What you should do:
From the opening line of the records through the line bearing "pub use crate::core::builder::ColumnBuilder;", set down every line exactly.

Records:
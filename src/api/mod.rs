//! Purpose: Define the stable public Rust API boundary for colframe.
//! Exports: Table and column types, the type model, frame entrypoints, and errors.
//! Role: Public, additive-only surface; hides codec internals and wire helpers.
//! Invariants: This module is the only supported import path for library users.
//! Invariants: Internal modules remain reachable through `core` only for tests and tooling.

pub use crate::core::bitmap::{Bitmap, BitmapBuilder};
pub use crate::core::builder::ColumnBuilder;
pub use crate::core::column::{
    Column, ColumnData, Dictionary, EqualityOptions, NativeType, ObservedDictionary,
};
pub use crate::core::dtype::{DataType, Field, MAX_DECIMAL_PRECISION, PhysicalType, TimeUnit};
pub use crate::core::error::{Error, ErrorKind};
pub use crate::core::format::{FORMAT_VERSION, SUPPORTED_FORMAT_VERSIONS};
pub use crate::core::frame::{
    DEFAULT_MAX_INPUT_BYTES, DEFAULT_MAX_ROWS, Format, FrameOptions, deserialize,
    deserialize_with, from_bytes, serialize, serialize_with, to_bytes,
};
pub use crate::core::table::Table;
pub use crate::core::value::{OpaqueValue, Value};
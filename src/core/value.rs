// Owned per-row values used by builders, row access, and equality checks.
use std::any::Any;
use std::fmt;
use std::sync::Arc;

/// One row of a column, in the column's logical interpretation.
///
/// Temporal and decimal variants carry the physical integer; unit, timezone,
/// and scale live in the column's `DataType`. Equality is total: floats are
/// compared by bit pattern and every NaN equals every other NaN.
#[derive(Clone, Debug)]
pub enum Value {
    Null,
    Boolean(bool),
    Int8(i8),
    Int16(i16),
    Int32(i32),
    Int64(i64),
    UInt8(u8),
    UInt16(u16),
    UInt32(u32),
    UInt64(u64),
    Float32(f32),
    Float64(f64),
    String(String),
    Binary(Vec<u8>),
    Date(i32),
    Datetime(i64),
    Duration(i64),
    Time(i64),
    Decimal(i128),
    /// Category string for `Categorical` and `Enum` columns.
    Category(String),
    List(Vec<Value>),
    Array(Vec<Value>),
    /// Field values in declared field order.
    Struct(Vec<Value>),
    Opaque(OpaqueValue),
}

impl Value {
    pub fn is_null(&self) -> bool {
        matches!(self, Value::Null)
    }

    pub fn kind_name(&self) -> &'static str {
        match self {
            Value::Null => "null",
            Value::Boolean(_) => "boolean",
            Value::Int8(_) => "int8",
            Value::Int16(_) => "int16",
            Value::Int32(_) => "int32",
            Value::Int64(_) => "int64",
            Value::UInt8(_) => "uint8",
            Value::UInt16(_) => "uint16",
            Value::UInt32(_) => "uint32",
            Value::UInt64(_) => "uint64",
            Value::Float32(_) => "float32",
            Value::Float64(_) => "float64",
            Value::String(_) => "string",
            Value::Binary(_) => "binary",
            Value::Date(_) => "date",
            Value::Datetime(_) => "datetime",
            Value::Duration(_) => "duration",
            Value::Time(_) => "time",
            Value::Decimal(_) => "decimal",
            Value::Category(_) => "category",
            Value::List(_) => "list",
            Value::Array(_) => "array",
            Value::Struct(_) => "struct",
            Value::Opaque(_) => "object",
        }
    }
}

impl PartialEq for Value {
    fn eq(&self, other: &Self) -> bool {
        match (self, other) {
            (Value::Null, Value::Null) => true,
            (Value::Boolean(a), Value::Boolean(b)) => a == b,
            (Value::Int8(a), Value::Int8(b)) => a == b,
            (Value::Int16(a), Value::Int16(b)) => a == b,
            (Value::Int32(a), Value::Int32(b)) => a == b,
            (Value::Int64(a), Value::Int64(b)) => a == b,
            (Value::UInt8(a), Value::UInt8(b)) => a == b,
            (Value::UInt16(a), Value::UInt16(b)) => a == b,
            (Value::UInt32(a), Value::UInt32(b)) => a == b,
            (Value::UInt64(a), Value::UInt64(b)) => a == b,
            (Value::Float32(a), Value::Float32(b)) => {
                (a.is_nan() && b.is_nan()) || a.to_bits() == b.to_bits()
            }
            (Value::Float64(a), Value::Float64(b)) => {
                (a.is_nan() && b.is_nan()) || a.to_bits() == b.to_bits()
            }
            (Value::String(a), Value::String(b)) => a == b,
            (Value::Binary(a), Value::Binary(b)) => a == b,
            (Value::Date(a), Value::Date(b)) => a == b,
            (Value::Datetime(a), Value::Datetime(b)) => a == b,
            (Value::Duration(a), Value::Duration(b)) => a == b,
            (Value::Time(a), Value::Time(b)) => a == b,
            (Value::Decimal(a), Value::Decimal(b)) => a == b,
            (Value::Category(a), Value::Category(b)) => a == b,
            (Value::List(a), Value::List(b)) => a == b,
            (Value::Array(a), Value::Array(b)) => a == b,
            (Value::Struct(a), Value::Struct(b)) => a == b,
            (Value::Opaque(a), Value::Opaque(b)) => a == b,
            _ => false,
        }
    }
}

macro_rules! value_from {
    ($($t:ty => $variant:ident),* $(,)?) => {
        $(
            impl From<$t> for Value {
                fn from(value: $t) -> Self {
                    Value::$variant(value)
                }
            }
        )*
    };
}

value_from!(
    bool => Boolean,
    i8 => Int8,
    i16 => Int16,
    i32 => Int32,
    i64 => Int64,
    u8 => UInt8,
    u16 => UInt16,
    u32 => UInt32,
    u64 => UInt64,
    f32 => Float32,
    f64 => Float64,
    String => String,
    Vec<u8> => Binary,
);

impl From<&str> for Value {
    fn from(value: &str) -> Self {
        Value::String(value.to_string())
    }
}

impl<T: Into<Value>> From<Option<T>> for Value {
    fn from(value: Option<T>) -> Self {
        value.map_or(Value::Null, Into::into)
    }
}

/// A payload the engine cannot interpret; columns holding it never encode.
#[derive(Clone)]
pub struct OpaqueValue(Arc<dyn Any + Send + Sync>);

impl OpaqueValue {
    pub fn new<T: Any + Send + Sync>(value: T) -> Self {
        Self(Arc::new(value))
    }

    pub fn downcast_ref<T: Any>(&self) -> Option<&T> {
        self.0.downcast_ref::<T>()
    }
}

impl fmt::Debug for OpaqueValue {
    fn fmt(&self, f: &mut fmt::Formatter<'_>) -> fmt::Result {
        f.write_str("OpaqueValue(..)")
    }
}

impl PartialEq for OpaqueValue {
    fn eq(&self, other: &Self) -> bool {
        Arc::ptr_eq(&self.0, &other.0)
    }
}
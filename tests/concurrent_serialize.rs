//! Purpose: Prove one shared table serializes safely from many threads at once.
//! Exports: Integration tests only (no runtime exports).
//! Role: Stress the only lazily derived state (the observed categorical dictionary) under contention.
//! Invariants: Every concurrent call produces exactly the bytes a single-threaded call produces.

use std::sync::atomic::{AtomicUsize, Ordering};
use std::thread;

use colframe::api::{Column, DataType, Field, Format, Table, Value, serialize, to_bytes};

const THREADS: usize = 4;
const CALLS: usize = 1000;

fn shared_table() -> Table {
    let rows = 64;
    Table::new(vec![
        Column::from_values(
            "cat",
            DataType::Categorical,
            (0..rows).map(|idx| (idx % 3 != 0).then(|| format!("c{}", idx % 7))),
        )
        .expect("cat"),
        Column::from_values(
            "nested",
            DataType::list(DataType::Struct(vec![
                Field::new("tag", DataType::Categorical),
                Field::new("n", DataType::Int64),
            ])),
            (0..rows).map(|idx| {
                Value::List(vec![Value::Struct(vec![
                    Value::Category(format!("t{}", idx % 5)),
                    Value::Int64(idx as i64),
                ])])
            }),
        )
        .expect("nested"),
    ])
    .expect("table")
}

#[test]
fn thousand_concurrent_serializations_agree() {
    // Built fresh so the first serialize calls race to derive the observed dictionaries.
    let table = shared_table();
    let reference = to_bytes(&shared_table(), Format::Binary).expect("reference");
    let text_reference = to_bytes(&shared_table(), Format::Text).expect("text reference");
    let next = AtomicUsize::new(0);

    thread::scope(|scope| {
        for _ in 0..THREADS {
            scope.spawn(|| {
                while next.fetch_add(1, Ordering::Relaxed) < CALLS {
                    let mut sink = Vec::new();
                    serialize(&table, Format::Binary, &mut sink).expect("serialize");
                    assert_eq!(sink, reference);
                }
            });
        }
    });
    assert!(next.load(Ordering::Relaxed) >= CALLS);

    let text = to_bytes(&table, Format::Text).expect("text");
    assert_eq!(text, text_reference);
}

#[test]
fn clones_share_the_derived_dictionary() {
    let table = shared_table();
    let clone = table.clone();
    thread::scope(|scope| {
        scope.spawn(|| to_bytes(&table, Format::Binary).expect("encode"));
        scope.spawn(|| to_bytes(&clone, Format::Binary).expect("encode"));
    });
    let original = table.column("cat").expect("cat").observed_dictionary().expect("observed");
    let copied = clone.column("cat").expect("cat").observed_dictionary().expect("observed");
    assert!(std::ptr::eq(original, copied));
}
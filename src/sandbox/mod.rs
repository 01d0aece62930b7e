//! # Sandbox Compiler
//!
//! Turns a validated manifest plus the kernel inventory into a
//! [`SandboxSpec`]: the complete, immutable set of kernel directives
//! for one container start. Compilation is pure; nothing touches the
//! kernel until a launcher applies the spec.
//!
//! ## Security Model
//!
//! Deny by default, everywhere:
//!
//! - capabilities: only what the manifest lists survives in the
//!   bounding set, and every listed capability must exist on the
//!   running kernel
//! - seccomp: syscalls outside the compiled allow-list hit the deny
//!   action
//! - resources: limits compile to cgroup writes or fail; they are
//!   never silently dropped
//!
//! A spec that cannot be fully compiled must not launch a process. The
//! engine guarantees a compile failure leaves the container state
//! untouched.

pub mod cgroups;
pub mod seccomp;

pub use cgroups::{CgroupAssignment, CgroupSpec};
pub use seccomp::{AllowList, FilterProgram};

use crate::container::Container;
use crate::error::{Error, Result};
use crate::manifest::{Capability, Manifest, RLimitResource, RLimitValue};
use crate::platform::KernelInventory;
use std::collections::{BTreeSet, HashMap};
use tracing::debug;

/// Compiled sandbox directives for one container start.
#[derive(Debug, Clone)]
pub struct SandboxSpec {
    pub container: Container,
    /// Compiled seccomp filter, absent if the manifest has no seccomp
    /// section.
    pub seccomp: Option<FilterProgram>,
    /// Cgroup controller assignments.
    pub cgroups: CgroupSpec,
    /// Capability bounding set. Everything else is dropped.
    pub capabilities: BTreeSet<Capability>,
    /// Rlimit soft/hard pairs.
    pub rlimits: HashMap<RLimitResource, RLimitValue>,
    /// SELinux context for the process, if any.
    pub selinux: Option<String>,
}

/// Compiles a manifest into a sandbox spec.
///
/// # Errors
///
/// Any error leaves no side effects: [`Error::UnsupportedCapability`]
/// for capabilities the kernel lacks, [`Error::SeccompConflict`] and
/// [`Error::UnknownSyscall`] from filter compilation,
/// [`Error::Sandbox`] for missing kernel features.
pub fn compile(manifest: &Manifest, inventory: &KernelInventory) -> Result<SandboxSpec> {
    let container = manifest.container();

    let mut capabilities = BTreeSet::new();
    for capability in &manifest.capabilities {
        if !inventory.supports_capability(*capability) {
            return Err(Error::UnsupportedCapability(capability.to_string()));
        }
        capabilities.insert(*capability);
    }

    let seccomp = manifest
        .seccomp
        .as_ref()
        .map(|section| seccomp::compile(section, inventory))
        .transpose()?;

    let cgroups = cgroups::compile(manifest, inventory)?;

    debug!(
        "compiled sandbox for {container}: {} seccomp instructions, {} cgroup assignments, {} capabilities",
        seccomp.as_ref().map(FilterProgram::len).unwrap_or(0),
        cgroups.assignments.len(),
        capabilities.len()
    );

    Ok(SandboxSpec {
        container,
        seccomp,
        cgroups,
        capabilities,
        rlimits: manifest.rlimits.clone(),
        selinux: manifest.selinux.as_ref().map(|s| s.context.clone()),
    })
}

#[cfg(test)]
mod tests {
    use super::*;
    use crate::container::{Name, Version};

    fn minimal(name: &str) -> Manifest {
        Manifest {
            name: Name::try_from(name).unwrap(),
            version: Version::new(1, 0, 0),
            init: Some("/init".into()),
            args: Vec::new(),
            env: Default::default(),
            uid: 1000,
            gid: 1000,
            cpu: None,
            memory: None,
            blkio: None,
            mounts: Default::default(),
            capabilities: Default::default(),
            rlimits: Default::default(),
            seccomp: None,
            selinux: None,
            console: None,
            autostart: None,
            io: None,
        }
    }

    #[test]
    fn test_compile_minimal() {
        let spec = compile(&minimal("app"), &KernelInventory::all()).unwrap();
        assert!(spec.seccomp.is_none());
        assert!(spec.cgroups.assignments.is_empty());
        assert!(spec.capabilities.is_empty());
    }

    #[test]
    fn test_unsupported_capability_is_error() {
        let mut manifest = minimal("app");
        manifest.capabilities.insert(Capability::CAP_NET_ADMIN);
        let mut inventory = KernelInventory::all();
        inventory.capabilities.remove(&Capability::CAP_NET_ADMIN);
        assert!(matches!(
            compile(&manifest, &inventory),
            Err(Error::UnsupportedCapability(_))
        ));
    }

    #[test]
    fn test_capability_allow_list_passes_through() {
        let mut manifest = minimal("app");
        manifest.capabilities.insert(Capability::CAP_KILL);
        manifest
            .capabilities
            .insert(Capability::CAP_NET_BIND_SERVICE);
        let spec = compile(&manifest, &KernelInventory::all()).unwrap();
        assert_eq!(spec.capabilities.len(), 2);
        assert!(spec.capabilities.contains(&Capability::CAP_KILL));
    }
}
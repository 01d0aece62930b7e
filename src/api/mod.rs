//! Control protocol: message vocabulary and frame codec.

pub mod codec;
pub mod model;
//! Container identity types.
//!
//! A container is uniquely identified by its name and version. Both are
//! validated at construction and immutable afterwards; [`Container`] is
//! the map key throughout the engine.

use crate::constants::validate_name;
use crate::error::Error;
use serde::{Deserialize, Serialize};
use std::fmt;
use std::str::FromStr;

// =============================================================================
// Name
// =============================================================================

/// Validated application name.
///
/// Non-empty, NUL-free, bounded length, path-safe character set (see
/// [`crate::constants::NAME_VALID_CHARS`]). Equality and hashing are by
/// value.
#[derive(Debug, Clone, PartialEq, Eq, Hash, PartialOrd, Ord, Serialize, Deserialize)]
#[serde(try_from = "String", into = "String")]
pub struct Name(String);

impl Name {
    /// Returns the name as a string slice.
    pub fn as_str(&self) -> &str {
        &self.0
    }
}

impl TryFrom<String> for Name {
    type Error = Error;

    fn try_from(s: String) -> Result<Self, Error> {
        validate_name(&s).map_err(|reason| Error::InvalidName {
            name: s.clone(),
            reason: reason.to_string(),
        })?;
        Ok(Self(s))
    }
}

impl TryFrom<&str> for Name {
    type Error = Error;

    fn try_from(s: &str) -> Result<Self, Error> {
        Self::try_from(s.to_string())
    }
}

impl From<Name> for String {
    fn from(name: Name) -> Self {
        name.0
    }
}

impl fmt::Display for Name {
    fn fmt(&self, f: &mut fmt::Formatter<'_>) -> fmt::Result {
        write!(f, "{}", self.0)
    }
}

// =============================================================================
// Version
// =============================================================================

/// Semantic version triple with total ordering.
///
/// Ordering is lexicographic over `(major, minor, patch)` and is used
/// for upgrade/downgrade decisions and resource container matching.
#[derive(Debug, Clone, Copy, PartialEq, Eq, Hash, PartialOrd, Ord, Serialize, Deserialize)]
#[serde(try_from = "String", into = "String")]
pub struct Version {
    pub major: u64,
    pub minor: u64,
    pub patch: u64,
}

impl Version {
    /// Creates a new version.
    pub const fn new(major: u64, minor: u64, patch: u64) -> Self {
        Self {
            major,
            minor,
            patch,
        }
    }
}

impl FromStr for Version {
    type Err = Error;

    fn from_str(s: &str) -> Result<Self, Error> {
        let mut parts = s.split('.');
        let mut next = || {
            parts
                .next()
                .and_then(|p| p.parse::<u64>().ok())
                .ok_or_else(|| Error::InvalidVersion(s.to_string()))
        };
        let version = Self {
            major: next()?,
            minor: next()?,
            patch: next()?,
        };
        if parts.next().is_some() {
            return Err(Error::InvalidVersion(s.to_string()));
        }
        Ok(version)
    }
}

impl TryFrom<String> for Version {
    type Error = Error;

    fn try_from(s: String) -> Result<Self, Error> {
        s.parse()
    }
}

impl From<Version> for String {
    fn from(v: Version) -> Self {
        v.to_string()
    }
}

impl fmt::Display for Version {
    fn fmt(&self, f: &mut fmt::Formatter<'_>) -> fmt::Result {
        write!(f, "{}.{}.{}", self.major, self.minor, self.patch)
    }
}

// =============================================================================
// Container
// =============================================================================

/// Unique key of a container instance: name plus version.
///
/// Formatted as `name:version`. Cheap to clone and used as the map key
/// of the engine's state table.
#[derive(Debug, Clone, PartialEq, Eq, Hash, PartialOrd, Ord, Serialize, Deserialize)]
pub struct Container {
    name: Name,
    version: Version,
}

impl Container {
    /// Creates a new container key.
    pub fn new(name: Name, version: Version) -> Self {
        Self { name, version }
    }

    /// Returns the container name.
    pub fn name(&self) -> &Name {
        &self.name
    }

    /// Returns the container version.
    pub fn version(&self) -> &Version {
        &self.version
    }
}

impl fmt::Display for Container {
    fn fmt(&self, f: &mut fmt::Formatter<'_>) -> fmt::Result {
        write!(f, "{}:{}", self.name, self.version)
    }
}

impl TryFrom<&str> for Container {
    type Error = Error;

    /// Parses `name:version`, e.g. `hello:0.1.2`.
    fn try_from(s: &str) -> Result<Self, Error> {
        let (name, version) = s
            .split_once(':')
            .ok_or_else(|| Error::InvalidName {
                name: s.to_string(),
                reason: "expected name:version".to_string(),
            })?;
        Ok(Self {
            name: Name::try_from(name)?,
            version: version.parse()?,
        })
    }
}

Your response:
filename src/api/mod.rs
//! Purpose: Define the stable public Rust API boundary for colframe.
//! Exports: Table and column types, the type model, frame entrypoints, and errors.
//! Role: Public, additive-only surface; hides codec internals and wire helpers.
//! Invariants: This module is the only supported import path for library users.
//! Invariants: Internal modules remain reachable through `core` only for tests and tooling.

pub use crate::core::bitmap::{Bitmap, BitmapBuilder};
pub use crate::core::builder::ColumnBuilder;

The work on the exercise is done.